Phase 2 Trial of PRA023 in SSc-ILD Patients Planned for Next Year
Prometheus Biosciences is planning a clinical trial of its investigational anti-inflammatory and antifibrotic medication PRA023 in people with systemic scleroderma-associated interstitial lung disease (SSc-ILD), a form of scleroderma characterized by inflammation and scarring (fibrosis) in the lungs.
The Phase 2 study, called ATHENA-SSc-ILD, is planned to launch early next year. The U.S. Food and Drug Administration (FDA) has already given clearance for the trial, which aims to enroll about 100 patients who will be randomly assigned to either PRA023 or a placebo, Prometheus reported in a press release.

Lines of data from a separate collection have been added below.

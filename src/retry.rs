//! # Retry Strategies
//!
//! Map the retry count of a failed delivery to the delay before it becomes
//! visible again.

use std::fmt;
use std::sync::Arc;
use std::time::Duration;

/// Backoff policy applied when a consumer fails
pub trait RetryStrategy: Send + Sync + 'static {
    fn evaluate(&self, retry_count: u32) -> Duration;
}

/// `2^retry_count` seconds
#[derive(Debug, Clone, Copy, Default)]
pub struct Power2RetryStrategy;

impl RetryStrategy for Power2RetryStrategy {
    fn evaluate(&self, retry_count: u32) -> Duration {
        Duration::from_secs(2u64.saturating_pow(retry_count))
    }
}

/// Always retry immediately
#[derive(Debug, Clone, Copy, Default)]
pub struct NoDelayRetryStrategy;

impl RetryStrategy for NoDelayRetryStrategy {
    fn evaluate(&self, _retry_count: u32) -> Duration {
        Duration::ZERO
    }
}

/// Strategy backed by a closure
#[derive(Clone)]
pub struct FnRetryStrategy {
    eval: Arc<dyn Fn(u32) -> Duration + Send + Sync>,
}

impl FnRetryStrategy {
    pub fn new(eval: impl Fn(u32) -> Duration + Send + Sync + 'static) -> Self {
        Self {
            eval: Arc::new(eval),
        }
    }
}

impl RetryStrategy for FnRetryStrategy {
    fn evaluate(&self, retry_count: u32) -> Duration {
        (self.eval)(retry_count)
    }
}

impl fmt::Debug for FnRetryStrategy {
    fn fmt(&self, f: &mut fmt::Formatter<'_>) -> fmt::Result {
        f.write_str("FnRetryStrategy")
    }
}

#[cfg(test)]
mod tests {
    use super::*;

    #[test]
    fn test_power2_backoff() {
        let strategy = Power2RetryStrategy;
        let delays: Vec<u64> = (0..5).map(|n| strategy.evaluate(n).as_secs()).collect();
        assert_eq!(delays, vec![1, 2, 4, 8, 16]);
    }

    #[test]
    fn test_power2_saturates() {
        assert_eq!(Power2RetryStrategy.evaluate(200), Duration::from_secs(u64::MAX));
    }

    #[test]
    fn test_custom_strategies() {
        assert_eq!(NoDelayRetryStrategy.evaluate(7), Duration::ZERO);
        let linear = FnRetryStrategy::new(|n| Duration::from_millis(100 * u64::from(n)));
        assert_eq!(linear.evaluate(3), Duration::from_millis(300));
    }
}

The trial’s main goal is to assess the impact of treatment on forced vital capacity (FVC), a measure of lung function based on how much air a person can exhale forcibly after a deep breath, at 50 weeks (nearly a year) of treatment. Other measures of lung damage and scleroderma severity will also be assessed.
PRA023 is an antibody therapy designed to bind to TL1A (tumor necrosis factor-like cytokine 1A), which is a signaling protein that promotes inflammation and fibrosis. Notably, the investigational medicine is designed to bind to both active and inactive forms of TL1A.

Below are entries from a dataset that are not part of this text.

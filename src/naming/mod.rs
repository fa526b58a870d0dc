//! # Topic Naming
//!
//! The single naming authority for publish, consume and provisioning paths.
//! A raw topic name plus the naming configuration deterministically yields
//! the event name, the fan-out topic name and the consumer queue name.

pub mod case;

use serde::{Deserialize, Serialize};
use std::fmt;

use crate::config::{ConfigurationError, TopicNameConfig};
use crate::constants::{DEAD_LETTER_PREFIX, MIN_TOPIC_NAME_LENGTH};

pub use case::{to_pascal_case, to_snake_case, trim_underscores};

/// Per-call replacement of the configured prefix and/or suffix
///
/// `Some("")` removes the configured value, `None` keeps it.
#[derive(Debug, Clone, Default, PartialEq, Eq, Hash, Serialize, Deserialize)]
pub struct TopicNameOverride {
    pub prefix: Option<String>,
    pub suffix: Option<String>,
}

impl TopicNameOverride {
    pub fn with_prefix(mut self, prefix: impl Into<String>) -> Self {
        self.prefix = Some(prefix.into());
        self
    }

    pub fn with_suffix(mut self, suffix: impl Into<String>) -> Self {
        self.suffix = Some(suffix.into());
        self
    }

    pub fn without_prefix(self) -> Self {
        self.with_prefix("")
    }

    pub fn without_suffix(self) -> Self {
        self.with_suffix("")
    }

    /// Use the raw topic name with neither prefix nor suffix
    pub fn raw_topic_name() -> Self {
        Self::default().without_prefix().without_suffix()
    }

    pub fn has_values(&self) -> bool {
        self.prefix.is_some() || self.suffix.is_some()
    }
}

/// Resolved identity of a topic for one naming configuration
#[derive(Debug, Clone, PartialEq, Eq, Hash)]
pub struct TopicId {
    raw_name: String,
    event: String,
    topic_name: String,
    queue_name: String,
    source: String,
    prefix: String,
    suffix: String,
}

impl TopicId {
    /// Resolve a raw topic name against naming configuration
    pub fn new(raw_topic: &str, config: &TopicNameConfig) -> Result<Self, ConfigurationError> {
        Self::validate_raw_name(raw_topic)?;

        let prefix = to_snake_case(&config.prefix);
        let suffix = to_snake_case(&config.suffix);
        let source = to_snake_case(&config.source);
        let event = to_snake_case(raw_topic);

        let topic_name = format!(
            "{}{}{}",
            to_pascal_case(&prefix),
            to_pascal_case(&event),
            to_pascal_case(&suffix)
        );
        let queue_name =
            trim_underscores(&format!("{prefix}_{source}_{event}_{suffix}")).to_string();

        Ok(Self {
            raw_name: raw_topic.to_string(),
            event,
            topic_name,
            queue_name,
            source,
            prefix,
            suffix,
        })
    }

    /// Resolve with an optional per-call override of prefix/suffix
    pub fn resolve(
        raw_topic: &str,
        config: &TopicNameConfig,
        name_override: Option<&TopicNameOverride>,
    ) -> Result<Self, ConfigurationError> {
        Self::new(raw_topic, &config.from_override(name_override))
    }

    /// At least six characters, starting with a letter, only `[A-Za-z0-9_]`
    pub fn is_valid_topic_name(raw_topic: &str) -> bool {
        Self::validate_raw_name(raw_topic).is_ok()
    }

    fn validate_raw_name(raw_topic: &str) -> Result<(), ConfigurationError> {
        if raw_topic.chars().count() < MIN_TOPIC_NAME_LENGTH {
            return Err(ConfigurationError::invalid_topic_name(
                raw_topic,
                format!("must be at least {MIN_TOPIC_NAME_LENGTH} characters"),
            ));
        }
        if !raw_topic.starts_with(|c: char| c.is_ascii_alphabetic()) {
            return Err(ConfigurationError::invalid_topic_name(
                raw_topic,
                "must start with a letter",
            ));
        }
        if !raw_topic
            .chars()
            .all(|c| c.is_ascii_alphanumeric() || c == '_')
        {
            return Err(ConfigurationError::invalid_topic_name(
                raw_topic,
                "may only contain letters, digits and underscores",
            ));
        }
        Ok(())
    }

    pub fn raw_name(&self) -> &str {
        &self.raw_name
    }

    /// snake_case event name carried in every envelope
    pub fn event(&self) -> &str {
        &self.event
    }

    /// PascalCase fan-out topic name
    pub fn topic_name(&self) -> &str {
        &self.topic_name
    }

    /// snake_case durable queue name for this source
    pub fn queue_name(&self) -> &str {
        &self.queue_name
    }

    pub fn dead_letter_queue_name(&self) -> String {
        format!("{DEAD_LETTER_PREFIX}{}", self.queue_name)
    }

    pub fn source(&self) -> &str {
        &self.source
    }

    pub fn prefix(&self) -> &str {
        &self.prefix
    }

    pub fn suffix(&self) -> &str {
        &self.suffix
    }
}

impl fmt::Display for TopicId {
    fn fmt(&self, f: &mut fmt::Formatter<'_>) -> fmt::Result {
        f.write_str(&self.topic_name)
    }
}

“PRA023’s therapeutic target, TL1A, has been shown to mediate both inflammation and — critical to our interest in SSc-ILD — fibrosis,” James R. Seibold, MD, clinical lead of the SSc-ILD program at Prometheus, said in the release.
“In the last several years, numerous papers have been published linking TL1A to pulmonary fibrosis [lung scarring]. Therefore, we believe that PRA023 offers significant promises for the treatment of this devastating disorder,” Seibold added. “Importantly, currently available therapeutics have had mixed results in clinical trials and do not appear to have robust impact on patient quality of life.”

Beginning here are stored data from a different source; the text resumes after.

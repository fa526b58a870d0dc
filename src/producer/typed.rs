//! Publisher bound to one topic and message type.

use serde::Serialize;
use std::fmt;
use std::marker::PhantomData;
use uuid::Uuid;

use super::PorterClient;
use crate::config::ConfigurationError;
use crate::error::PorterError;
use crate::messaging::PublishResult;
use crate::naming::{TopicId, TopicNameOverride};

pub struct TypedProducer<T> {
    client: PorterClient,
    topic: String,
    name_override: Option<TopicNameOverride>,
    _marker: PhantomData<fn(&T)>,
}

impl<T> Clone for TypedProducer<T> {
    fn clone(&self) -> Self {
        Self {
            client: self.client.clone(),
            topic: self.topic.clone(),
            name_override: self.name_override.clone(),
            _marker: PhantomData,
        }
    }
}

impl<T> fmt::Debug for TypedProducer<T> {
    fn fmt(&self, f: &mut fmt::Formatter<'_>) -> fmt::Result {
        f.debug_struct("TypedProducer")
            .field("topic", &self.topic)
            .field("message_type", &std::any::type_name::<T>())
            .field("name_override", &self.name_override)
            .finish()
    }
}

impl<T: Serialize> TypedProducer<T> {
    pub(crate) fn new(
        client: PorterClient,
        topic: impl Into<String>,
        name_override: Option<TopicNameOverride>,
    ) -> Self {
        Self {
            client,
            topic: topic.into(),
            name_override,
            _marker: PhantomData,
        }
    }

    pub fn topic(&self) -> &str {
        &self.topic
    }

    pub fn topic_id(&self) -> Result<TopicId, ConfigurationError> {
        self.client.topic_id(&self.topic, self.name_override.as_ref())
    }

    /// Same producer publishing through another client, e.g. a dispatch context's
    pub fn bind(&self, client: &PorterClient) -> Self {
        Self::new(client.clone(), self.topic.clone(), self.name_override.clone())
    }

    pub async fn try_publish(
        &self,
        message: &T,
        correlation_id: Option<Uuid>,
    ) -> Result<PublishResult, PorterError> {
        self.client
            .try_publish(
                &self.topic,
                message,
                correlation_id,
                self.name_override.as_ref(),
            )
            .await
    }

    pub async fn publish(
        &self,
        message: &T,
        correlation_id: Option<Uuid>,
    ) -> Result<PublishResult, PorterError> {
        self.client
            .publish(
                &self.topic,
                message,
                correlation_id,
                self.name_override.as_ref(),
            )
            .await
    }
}

#[cfg(test)]
mod tests {
    use super::*;
    use crate::config::PorterConfig;
    use crate::correlation::CorrelationContext;
    use crate::messaging::{in_memory::InMemoryBroker, Backend};
    use std::sync::Arc;

    #[tokio::test]
    async fn test_typed_producer_publishes_to_override_topic() {
        let broker = Arc::new(InMemoryBroker::new());
        let client = PorterClient::new(
            Arc::new(PorterConfig {
                suffix: "v2".to_string(),
                ..PorterConfig::with_source("billing")
            }),
            Backend::from_shared(broker.clone()),
        );
        let producer = client
            .producer::<serde_json::Value>("invoice_issued", Some(TopicNameOverride::default().without_suffix()))
            .unwrap();
        assert_eq!(producer.topic_id().unwrap().topic_name(), "InvoiceIssued");

        let correlation = Uuid::new_v4();
        let bound = producer.bind(&client.with_correlation(CorrelationContext::new(correlation)));
        let result = bound
            .publish(&serde_json::json!({"total": 10}), None)
            .await
            .unwrap();

        assert_eq!(result.correlation_id, Some(correlation));
        assert!(broker.fanout_exists("InvoiceIssued"));
        assert!(!broker.fanout_exists("InvoiceIssuedV2"));
    }

    #[test]
    fn test_invalid_topic_rejected_at_construction() {
        let client = PorterClient::new(
            Arc::new(PorterConfig::with_source("billing")),
            Backend::from_shared(Arc::new(InMemoryBroker::new())),
        );
        assert!(client.producer::<String>("0invoice", None).is_err());
    }
}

Top-line data from these studies, both still enrolling, are expected in late 2022, the company reported.
Prometheus also announced positive data from a Phase 1 trial (NCT04676178) that tested PRA023 in healthy volunteers. The study enrolled 69 people — some were given a single dose of the therapy and followed for 14 weeks, others were given multiple doses and followed for 18 weeks.
Results showed that the medication was well-tolerated, with no safety signals reported. There also were no adverse reactions to the infusion used to administer PRA023, or drug-related extensions in infusion time at doses up to 1000 mg delivered over the course of half an hour.
Fewer than 20% of participants given a therapeutically relevant dose (either one dose of 1,000 mg, or multiple 200 to 500 mg doses) developed an immune response against the investigational therapy. Such immune responses may result in side effects or lessen the efficacy of medicines. According to Prometheus, immune responses in the study had no noteworthy impact on PRA023’s safety or its pharmacology measures.
Phase 1 data also indicated that PRA023 bound robustly to its target, TLA1, the company reported. Based on estimations, the therapy bound its target more than four times as strongly as it would have if it only targeted the active form of the protein.
“PRA023’s ability to potently bind and neutralize both the active and inactive forms of TL1A may lead to highly effective inhibition of TL1A,” said Allison Luo, chief medical officer of Prometheus.
Added Mark McKenna, CEO and chairman of Prometheus, “we strongly believe that PRA023 has the potential to be a best-in-class TL1A inhibitor to address immune-mediated diseases.”